Adjunct Professor Howard Bamsey, Former Australian government climate negotiator, ANU Regulatory Institutions Network:
"On any rational analysis the government has a perfect opportunity now to get the climate change monkey off its back. Against the background of the perception that it is wilfully blind to the importance of the issue, a decision to embrace an ambitious post-2020 reduction target for Australian emissions along with a compelling and credible narrative describing the policies it will implement to achieve the target could neutralise a vulnerability for a government whose support is stubbornly in the doldrums. While Labor continues to dodge and weave on its intentions for economy wide policy instruments the Government has a moment in which it can establish a basis for some degree of bipartisan agreement of the sort enjoyed in most other countries. If it does that it will remove a growing electoral liability.
"For a target to be accepted as ambitious it would have at least to match those of the United States and Canada. These two countries have much in common with Australia apart from wide divergence at Federal level on climate change policy. All are high per capita emitters, have economically important high-emitting industries and unusually for developed countries, they may also experience relatively strong population growth in coming decades (pushing up emissions). But they are also open economies that can relatively readily adapt to changing circumstances. In this context while every economy is unique, Australia cannot claim it is so different as to be exempt from the same obligation to deal with global climate change as countries like these have accepted."

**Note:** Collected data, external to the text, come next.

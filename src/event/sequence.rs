//! Cold event sequences, their subscriptions and the listener guard that
//! pairs every attach with exactly one detach.

use std::fmt;
use std::pin::Pin;
use std::sync::Arc;
use std::task::{Context, Poll};

use futures_core::Stream;
use parking_lot::Mutex;
use tokio::sync::mpsc::{self, error::TryRecvError, error::TrySendError};

use super::action::{Action, ACTION};
use crate::error::UiError;

/// Push side of a subscription, handed to the native listener.
pub struct EventSink<E> {
    deliver: Arc<dyn Fn(E) + Send + Sync>,
}

impl<E> Clone for EventSink<E> {
    fn clone(&self) -> Self {
        Self {
            deliver: Arc::clone(&self.deliver),
        }
    }
}

impl<E: 'static> EventSink<E> {
    pub fn new(deliver: impl Fn(E) + Send + Sync + 'static) -> Self {
        Self {
            deliver: Arc::new(deliver),
        }
    }

    /// Forward one event. Never blocks.
    pub fn emit(&self, event: E) {
        (self.deliver)(event)
    }
}

type DetachFn = Box<dyn FnOnce() + Send>;

/// Owns the detach half of a native listener registration.
///
/// The detach closure runs at most once: on [`ListenerGuard::detach`] or on
/// drop, from whichever thread gets there first.
pub struct ListenerGuard {
    detach: Mutex<Option<DetachFn>>,
}

impl fmt::Debug for ListenerGuard {
    fn fmt(&self, f: &mut fmt::Formatter<'_>) -> fmt::Result {
        f.debug_struct("ListenerGuard")
            .field("detached", &self.is_detached())
            .finish()
    }
}

impl ListenerGuard {
    pub fn new(detach: impl FnOnce() + Send + 'static) -> Self {
        Self {
            detach: Mutex::new(Some(Box::new(detach))),
        }
    }

    /// Run the detach closure. Returns `false` if it already ran.
    pub fn detach(&self) -> bool {
        let detach = self.detach.lock().take();
        match detach {
            Some(detach) => {
                detach();
                true
            }
            None => false,
        }
    }

    pub fn is_detached(&self) -> bool {
        self.detach.lock().is_none()
    }

    /// Combine two registrations into one guard; `self` detaches first.
    pub fn join(self, other: ListenerGuard) -> ListenerGuard {
        ListenerGuard::new(move || {
            self.detach();
            other.detach();
        })
    }
}

impl Drop for ListenerGuard {
    fn drop(&mut self) {
        self.detach();
    }
}

type AttachFn<E> = dyn Fn(EventSink<E>) -> Result<ListenerGuard, UiError> + Send + Sync;

/// A cold, cloneable description of an event source.
///
/// Each [`subscribe`](EventSequence::subscribe) attaches a fresh native
/// listener; nothing is registered until then.
pub struct EventSequence<E> {
    attach: Arc<AttachFn<E>>,
    capacity: usize,
    label: Arc<str>,
}

impl<E> Clone for EventSequence<E> {
    fn clone(&self) -> Self {
        Self {
            attach: Arc::clone(&self.attach),
            capacity: self.capacity,
            label: Arc::clone(&self.label),
        }
    }
}

impl<E> fmt::Debug for EventSequence<E> {
    fn fmt(&self, f: &mut fmt::Formatter<'_>) -> fmt::Result {
        f.debug_struct("EventSequence")
            .field("label", &self.label)
            .field("capacity", &self.capacity)
            .finish()
    }
}

impl<E: Send + 'static> EventSequence<E> {
    /// Build a sequence from an attach operation.
    ///
    /// `attach` registers a listener forwarding into the given sink and
    /// returns the guard that removes it again.
    pub fn new<F>(label: impl Into<Arc<str>>, capacity: usize, attach: F) -> Self
    where
        F: Fn(EventSink<E>) -> Result<ListenerGuard, UiError> + Send + Sync + 'static,
    {
        Self {
            attach: Arc::new(attach),
            capacity: capacity.max(1),
            label: label.into(),
        }
    }

    pub fn label(&self) -> &str {
        &self.label
    }

    pub fn capacity(&self) -> usize {
        self.capacity
    }

    /// Attach a raw sink without a buffered subscription.
    pub fn attach(&self, sink: EventSink<E>) -> Result<ListenerGuard, UiError> {
        (self.attach)(sink)
    }

    /// Start a subscription.
    ///
    /// # Errors
    /// Returns [`UiError::ResourceUnavailable`] when the source can no
    /// longer accept listeners. Nothing stays attached in that case.
    pub fn subscribe(&self) -> Result<Subscription<E>, UiError> {
        let (sender, receiver) = mpsc::channel(self.capacity);
        let label = Arc::clone(&self.label);
        let sink = EventSink::new(move |event| match sender.try_send(event) {
            Ok(()) => {}
            Err(TrySendError::Full(_)) => {
                tracing::warn!(sequence = %label, "Event buffer full, dropping event");
            }
            Err(TrySendError::Closed(_)) => {}
        });

        let guard = self.attach(sink).map_err(|err| {
            tracing::debug!(sequence = %self.label, error = %err, "Listener attach failed");
            err
        })?;
        tracing::trace!(sequence = %self.label, "Listener attached");

        Ok(Subscription {
            receiver,
            guard: Some(guard),
            label: Arc::clone(&self.label),
        })
    }

    fn derive<U, W>(self, operator: &str, wrap: W) -> EventSequence<U>
    where
        W: Fn(EventSink<U>) -> EventSink<E> + Send + Sync + 'static,
    {
        let upstream = self.attach;
        EventSequence {
            attach: Arc::new(move |sink| upstream(wrap(sink))),
            capacity: self.capacity,
            label: format!("{}.{}", self.label, operator).into(),
        }
    }

    /// Keep only events matching `predicate`.
    pub fn filter<P>(self, predicate: P) -> Self
    where
        P: Fn(&E) -> bool + Send + Sync + 'static,
    {
        let predicate = Arc::new(predicate);
        self.derive("filter", move |sink: EventSink<E>| {
            let predicate = Arc::clone(&predicate);
            EventSink::new(move |event: E| {
                if predicate(&event) {
                    sink.emit(event);
                }
            })
        })
    }

    pub fn map<U, F>(self, transform: F) -> EventSequence<U>
    where
        U: Send + 'static,
        F: Fn(E) -> U + Send + Sync + 'static,
    {
        let transform = Arc::new(transform);
        self.derive("map", move |sink: EventSink<U>| {
            let transform = Arc::clone(&transform);
            EventSink::new(move |event: E| sink.emit(transform(event)))
        })
    }

    pub fn filter_map<U, F>(self, transform: F) -> EventSequence<U>
    where
        U: Send + 'static,
        F: Fn(E) -> Option<U> + Send + Sync + 'static,
    {
        let transform = Arc::new(transform);
        self.derive("filter_map", move |sink: EventSink<U>| {
            let transform = Arc::clone(&transform);
            EventSink::new(move |event: E| {
                if let Some(mapped) = transform(event) {
                    sink.emit(mapped);
                }
            })
        })
    }

    /// Forget the payload; every event becomes [`ACTION`].
    pub fn as_actions(self) -> EventSequence<Action> {
        self.map(|_| ACTION)
    }

    /// Interleave two sources into one subscription in firing order.
    ///
    /// Both upstream listeners attach on subscribe; if the second attach
    /// fails the first one is detached before the error is returned.
    pub fn merge(self, other: EventSequence<E>) -> Self {
        let first = self.attach;
        let second = other.attach;
        EventSequence {
            attach: Arc::new(move |sink: EventSink<E>| {
                let first_guard = first(sink.clone())?;
                let second_guard = second(sink)?;
                Ok(first_guard.join(second_guard))
            }),
            capacity: self.capacity.max(other.capacity),
            label: format!("merge({}, {})", self.label, other.label).into(),
        }
    }
}

/// A live subscription; an async [`Stream`] of events.
///
/// The native listener is detached when the subscription is cancelled,
/// dropped, or when its source completes.
pub struct Subscription<E> {
    receiver: mpsc::Receiver<E>,
    guard: Option<ListenerGuard>,
    label: Arc<str>,
}

impl<E> Subscription<E> {
    pub fn label(&self) -> &str {
        &self.label
    }

    /// Wait for the next event. `None` once the source has completed or
    /// the subscription was cancelled and drained.
    pub async fn next_event(&mut self) -> Option<E> {
        let event = self.receiver.recv().await;
        if event.is_none() {
            self.release();
        }
        event
    }

    /// Take a buffered event without waiting.
    pub fn try_next_event(&mut self) -> Option<E> {
        match self.receiver.try_recv() {
            Ok(event) => Some(event),
            Err(TryRecvError::Empty) => None,
            Err(TryRecvError::Disconnected) => {
                self.release();
                None
            }
        }
    }

    /// Detach the listener. Idempotent.
    pub fn cancel(&mut self) {
        self.receiver.close();
        self.release();
    }

    pub fn is_active(&self) -> bool {
        self.guard.is_some()
    }

    fn release(&mut self) {
        if let Some(guard) = self.guard.take() {
            guard.detach();
            tracing::trace!(sequence = %self.label, "Listener detached");
        }
    }
}

impl<E> fmt::Debug for Subscription<E> {
    fn fmt(&self, f: &mut fmt::Formatter<'_>) -> fmt::Result {
        f.debug_struct("Subscription")
            .field("label", &self.label)
            .field("active", &self.is_active())
            .finish()
    }
}

impl<E> Drop for Subscription<E> {
    fn drop(&mut self) {
        self.release();
    }
}

impl<E> Stream for Subscription<E> {
    type Item = E;

    fn poll_next(self: Pin<&mut Self>, cx: &mut Context<'_>) -> Poll<Option<E>> {
        let this = self.get_mut();
        match this.receiver.poll_recv(cx) {
            Poll::Ready(None) => {
                this.release();
                Poll::Ready(None)
            }
            other => other,
        }
    }
}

Dr Liz Hanna, Fellow, National Centre for Epidemiology and Population Health and President, Climate Change and Health Alliance:
"As a country that is highly vulnerable to the ravages of climatic extremes, Australia stands to reap enormous benefits from ambitious carbon reduction targets; benefits from averted climatic extremes, as well as significant health benefits. Compared to many other OECD nations, Australia has more to lose, so our ambitions should reflect that. We need to be ahead of the pack, to be emission reduction 'lifters, not leaners'. We are now seeing climate extremes 'on steroids', and they are killing more Australians than ever before, through heat, fires, cyclones, floods and droughts (via suicides).
"Highly polluted countries can save 91 lives per tonne of CO2 reductions. Australia's air pollution is less severe, but we can still save 20 lives per tonne of CO2. Getting people out of cars and into active transport addresses our big killers, obesity, diabetes, cardiac disease and improves social amenity and mental health. Closing coal fired power stations will limit further release of harmful air particulates, known to kill thousands and cause cardiac and respiratory disease and cancers. The Hunter Valley coal generated annual health bill is $600 million. Nationally, the health costs are enormous and will keep growing until these are closed.
"If the government is worried about future health budgets, strong emission targets are a sensible economic choice, and a sensible health choice."